Another response to codeine abuse was the launch of the Codeine Care Initiative in 2013 by the Community Pharmacy Sector and the Pharmacy Society of South Africa. In pharmacies that have signed up for the Initiative, when a patient puts in a request for a medication that contains codeine, either via a prescription or request at a pharmacy, their details are recorded in the dispensing programme which allows the Codeine Care Initiative’s software to link that patient’s identification number, either ID number or passport number, to the database of other pharmacies that have signed up for the Initiative. The system can thus flag if someone has recently purchased a codeine-containing product and may be at risk of addiction or abuse.
But, as explained by Dr Mariet Eksteen, who has an area of expertise in professional development and support at the Pharmaceutical Society of South Africa, it is currently a voluntary programme and it has only been implemented in community pharmacies in the private healthcare sector. To assist pharmacists in detecting and reporting abuse of medications that contain codeine, Eksteen says a nationwide implementation of the initiative must be mandated by the relevant regulators, stakeholders, and authorities. “And secondly,” she says, “the whole supply chain from manufacturing and importing to the point of dispensing must be monitored. If any of these components are not fully adopted and optimised, it will result in an ineffective initiative that will not achieve the desired outcomes.”
Should codeine-containing products be up-scheduled?
One option that Fafudi says SAHPRA is having discussions on is whether access to codeine should be further restricted by up-scheduling some codeine-containing products. A shift from Schedule 2 to Schedule 3, for example, would mean that products that can now be purchased over the counter would require a prescription.

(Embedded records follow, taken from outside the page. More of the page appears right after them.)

//! Assembles the libvirt domain XML document for a `VmConfig`. Grounded
//! on `other_examples`' `libvirt-backend.rs` `DomainXmlBuilder`, extended
//! to cover resource tuning, the guest-agent channel, and the user-mode
//! network port-forward rule spec §4.3 requires.

use clonebox_types::{NetworkMode, VmConfig};

pub struct DomainXmlBuilder<'a> {
    config: &'a VmConfig,
    disk_path: String,
    seed_iso_path: String,
    serial_log_path: String,
    ssh_host_port: Option<u16>,
    bridge_name: Option<String>,
}

impl<'a> DomainXmlBuilder<'a> {
    pub fn new(config: &'a VmConfig, disk_path: String, seed_iso_path: String) -> Self {
        Self {
            config,
            disk_path,
            seed_iso_path,
            serial_log_path: String::new(),
            ssh_host_port: None,
            bridge_name: None,
        }
    }

    pub fn serial_log_path(mut self, path: String) -> Self {
        self.serial_log_path = path;
        self
    }

    pub fn ssh_host_port(mut self, port: u16) -> Self {
        self.ssh_host_port = Some(port);
        self
    }

    pub fn bridge_name(mut self, bridge: String) -> Self {
        self.bridge_name = Some(bridge);
        self
    }

    pub fn build(&self) -> String {
        let name = &self.config.name;
        let vcpus = self.config.vcpus;
        let memory_kib = self.config.memory_bytes / 1024;

        let (cpu_tuning, mem_tuning, blkio_tuning) = self.resource_tuning_xml();
        let interface_xml = self.interface_xml();
        let mount_xml = self.filesystem_mounts_xml();

        format!(
            r#"<domain type='kvm'>
  <name>{name}</name>
  <memory unit='KiB'>{memory_kib}</memory>
  <currentMemory unit='KiB'>{memory_kib}</currentMemory>
  <vcpu placement='static'>{vcpus}</vcpu>
  {cpu_tuning}
  {mem_tuning}
  <os>
    <type arch='x86_64' machine='pc-q35'>hvm</type>
    <boot dev='hd'/>
  </os>
  <features>
    <acpi/>
    <apic/>
  </features>
  <cpu mode='host-passthrough'/>
  <clock offset='utc'/>
  <on_poweroff>destroy</on_poweroff>
  <on_reboot>restart</on_reboot>
  <on_crash>destroy</on_crash>
  <devices>
    <emulator>/usr/bin/qemu-system-x86_64</emulator>
    <disk type='file' device='disk'>
      <driver name='qemu' type='qcow2'/>
      <source file='{disk_path}'/>
      <target dev='vda' bus='virtio'/>
    </disk>
    <disk type='file' device='cdrom'>
      <driver name='qemu' type='raw'/>
      <source file='{seed_iso_path}'/>
      <target dev='sda' bus='sata'/>
      <readonly/>
    </disk>
    {interface_xml}
    {mount_xml}
    {blkio_tuning}
    <console type='file'>
      <source path='{serial_log_path}'/>
      <target type='serial' port='0'/>
    </console>
    <serial type='file'>
      <source path='{serial_log_path}'/>
      <target port='0'/>
    </serial>
    <channel type='unix'>
      <target type='virtio' name='org.qemu.guest_agent.0'/>
    </channel>
    <graphics type='vnc' port='-1' autoport='yes' listen='127.0.0.1'/>
  </devices>
</domain>"#,
            disk_path = self.disk_path,
            seed_iso_path = self.seed_iso_path,
            serial_log_path = self.serial_log_path,
        )
    }

    fn resource_tuning_xml(&self) -> (String, String, String) {
        let Some(limits) = self.config.resource_limits else {
            return (String::new(), String::new(), String::new());
        };
        let mut cputune_inner = String::new();
        if let Some(shares) = limits.cpu_shares {
            cputune_inner.push_str(&format!("<shares>{shares}</shares>"));
        }
        if let (Some(quota), Some(period)) = (limits.cpu_quota_us, limits.cpu_period_us) {
            cputune_inner.push_str(&format!(
                "<period>{period}</period><quota>{quota}</quota>"
            ));
        }
        let cpu_tuning = if cputune_inner.is_empty() {
            String::new()
        } else {
            format!("<cputune>{cputune_inner}</cputune>")
        };

        let mut memtune_inner = String::new();
        if let Some(hard) = limits.memory_hard_bytes {
            memtune_inner.push_str(&format!("<hard_limit unit='KiB'>{}</hard_limit>", hard / 1024));
        }
        if let Some(soft) = limits.memory_soft_bytes {
            memtune_inner.push_str(&format!("<soft_limit unit='KiB'>{}</soft_limit>", soft / 1024));
        }
        if let Some(swap) = limits.memory_swap_bytes {
            memtune_inner.push_str(&format!("<swap_hard_limit unit='KiB'>{}</swap_hard_limit>", swap / 1024));
        }
        let mem_tuning = if memtune_inner.is_empty() {
            String::new()
        } else {
            format!("<memtune>{memtune_inner}</memtune>")
        };

        let mut blkio_inner = String::new();
        if let Some(bps) = limits.block_io_bps {
            blkio_inner.push_str(&format!(
                "<device><path>{}</path><write_bytes_sec>{bps}</write_bytes_sec></device>",
                self.disk_path
            ));
        }
        if let Some(iops) = limits.block_io_iops {
            blkio_inner.push_str(&format!(
                "<device><path>{}</path><write_iops_sec>{iops}</write_iops_sec></device>",
                self.disk_path
            ));
        }
        let blkio_tuning = if blkio_inner.is_empty() {
            String::new()
        } else {
            format!("<blkiotune>{blkio_inner}</blkiotune>")
        };

        (cpu_tuning, mem_tuning, blkio_tuning)
    }

    fn interface_xml(&self) -> String {
        let bandwidth = self
            .config
            .resource_limits
            .and_then(|limits| limits.network_rate_bps)
            .map(|bps| {
                let kbps = bps / 1000;
                format!(
                    "<bandwidth><inbound average='{kbps}'/><outbound average='{kbps}'/></bandwidth>"
                )
            })
            .unwrap_or_default();

        match self.config.network_mode {
            NetworkMode::UserMode => {
                let host_port = self.ssh_host_port.unwrap_or(2222);
                format!(
                    r#"<interface type='user'>
      <target dev='user0'/>
      <model type='virtio'/>
      <portForward proto='tcp'>
        <range start='{host_port}' to='22'/>
      </portForward>
      {bandwidth}
    </interface>"#
                )
            }
            NetworkMode::DefaultBridge => {
                format!(
                    r#"<interface type='network'>
      <source network='default'/>
      <model type='virtio'/>
      {bandwidth}
    </interface>"#
                )
            }
            NetworkMode::CustomBridge | NetworkMode::Auto => {
                let bridge = self.bridge_name.clone().unwrap_or_else(|| "virbr0".into());
                format!(
                    r#"<interface type='bridge'>
      <source bridge='{bridge}'/>
      <model type='virtio'/>
      {bandwidth}
    </interface>"#
                )
            }
        }
    }

    fn filesystem_mounts_xml(&self) -> String {
        self.config
            .path_mounts
            .iter()
            .map(|mount| {
                let access = if mount.read_only { "ro" } else { "rw" };
                format!(
                    r#"<filesystem type='mount' accessmode='passthrough'>
      <driver type='virtiofs'/>
      <source dir='{host}'/>
      <target dir='{guest}'/>
      <readonly access='{access}'/>
    </filesystem>"#,
                    host = mount.host_path,
                    guest = mount.guest_path,
                )
            })
            .collect::<Vec<_>>()
            .join("\n    ")
    }
}

#[cfg(test)]
mod tests {
    use super::*;
    use clonebox_types::{AuthConfig, ResourceLimits};
    use std::collections::BTreeSet;

    fn sample_config(mode: NetworkMode) -> VmConfig {
        VmConfig {
            name: "dev".into(),
            vcpus: 2,
            memory_bytes: 4 * 1024 * 1024 * 1024,
            disk_size_bytes: 20 * 1024 * 1024 * 1024,
            base_image_path: "/base.qcow2".into(),
            network_mode: mode,
            username: "dev".into(),
            auth_config: AuthConfig::OneTimePassword { length: 16 },
            packages: BTreeSet::new(),
            services: BTreeSet::new(),
            path_mounts: vec![],
            post_commands: vec![],
            resource_limits: None,
            health_check_configs: vec![],
            snapshot_policy: None,
        }
    }

    #[test]
    fn user_mode_network_forwards_port_22() {
        let config = sample_config(NetworkMode::UserMode);
        let xml = DomainXmlBuilder::new(&config, "/disk".into(), "/seed.iso".into())
            .ssh_host_port(2200)
            .build();
        assert!(xml.contains("to='22'"));
        assert!(xml.contains("start='2200'"));
    }

    #[test]
    fn serial_console_pins_caller_supplied_log_path() {
        let config = sample_config(NetworkMode::DefaultBridge);
        let xml = DomainXmlBuilder::new(&config, "/disk".into(), "/seed.iso".into())
            .serial_log_path("/var/log/clonebox/dev/serial.log".into())
            .build();
        assert!(xml.contains("/var/log/clonebox/dev/serial.log"));
    }

    #[test]
    fn includes_guest_agent_channel() {
        let config = sample_config(NetworkMode::DefaultBridge);
        let xml = DomainXmlBuilder::new(&config, "/disk".into(), "/seed.iso".into()).build();
        assert!(xml.contains("org.qemu.guest_agent.0"));
    }

    #[test]
    fn resource_limits_emit_memtune_and_interface_bandwidth() {
        let mut config = sample_config(NetworkMode::DefaultBridge);
        config.resource_limits = Some(ResourceLimits {
            memory_hard_bytes: Some(2 * 1024 * 1024 * 1024),
            memory_soft_bytes: Some(1024 * 1024 * 1024),
            memory_swap_bytes: Some(512 * 1024 * 1024),
            network_rate_bps: Some(125_000_000),
            ..Default::default()
        });
        let xml = DomainXmlBuilder::new(&config, "/disk".into(), "/seed.iso".into()).build();
        assert!(xml.contains("<memtune>"));
        assert!(xml.contains("<hard_limit unit='KiB'>2097152</hard_limit>"));
        assert!(xml.contains("<soft_limit unit='KiB'>1048576</soft_limit>"));
        assert!(xml.contains("<swap_hard_limit unit='KiB'>524288</swap_hard_limit>"));
        assert!(xml.contains("<bandwidth>"));
        assert!(xml.contains("average='125000'"));
    }
}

Salduker is of the view that up-scheduling medicines that contain codeine will help solve the addiction and abuse problem.
But Tlala argues that the up-scheduling of codeine-containing medicines has not worked in other countries. He says countries that have up-scheduled codeine have reported a reduction in legal sales but that it has not translated into reduced codeine abuse. “The only persons who seem to suffer from such bans are legitimate patients who have to endure pain or fork [out] more money for stronger painkillers than those which are available over-the-counter,” he says. “Up-scheduling low-strength codeine products will increase the cost of care for legitimate patients who are managing chronic or acute pain as they would then be required to add the cost of a prescription for accessing their medicines.”
Fafudi says SAHPRA will continue to consider the issue.
“We cannot up-schedule until we get to the core of the problem,” she says. There needs to be a balance struck between restricting access to codeine to limit abuse or misuse and ensuring that people who need it are still able to access it, she says. To find this balance, she suggests more data is needed about codeine abuse and addiction. She says that research and consultations are ongoing and a clear path forward should emerge in the next six months.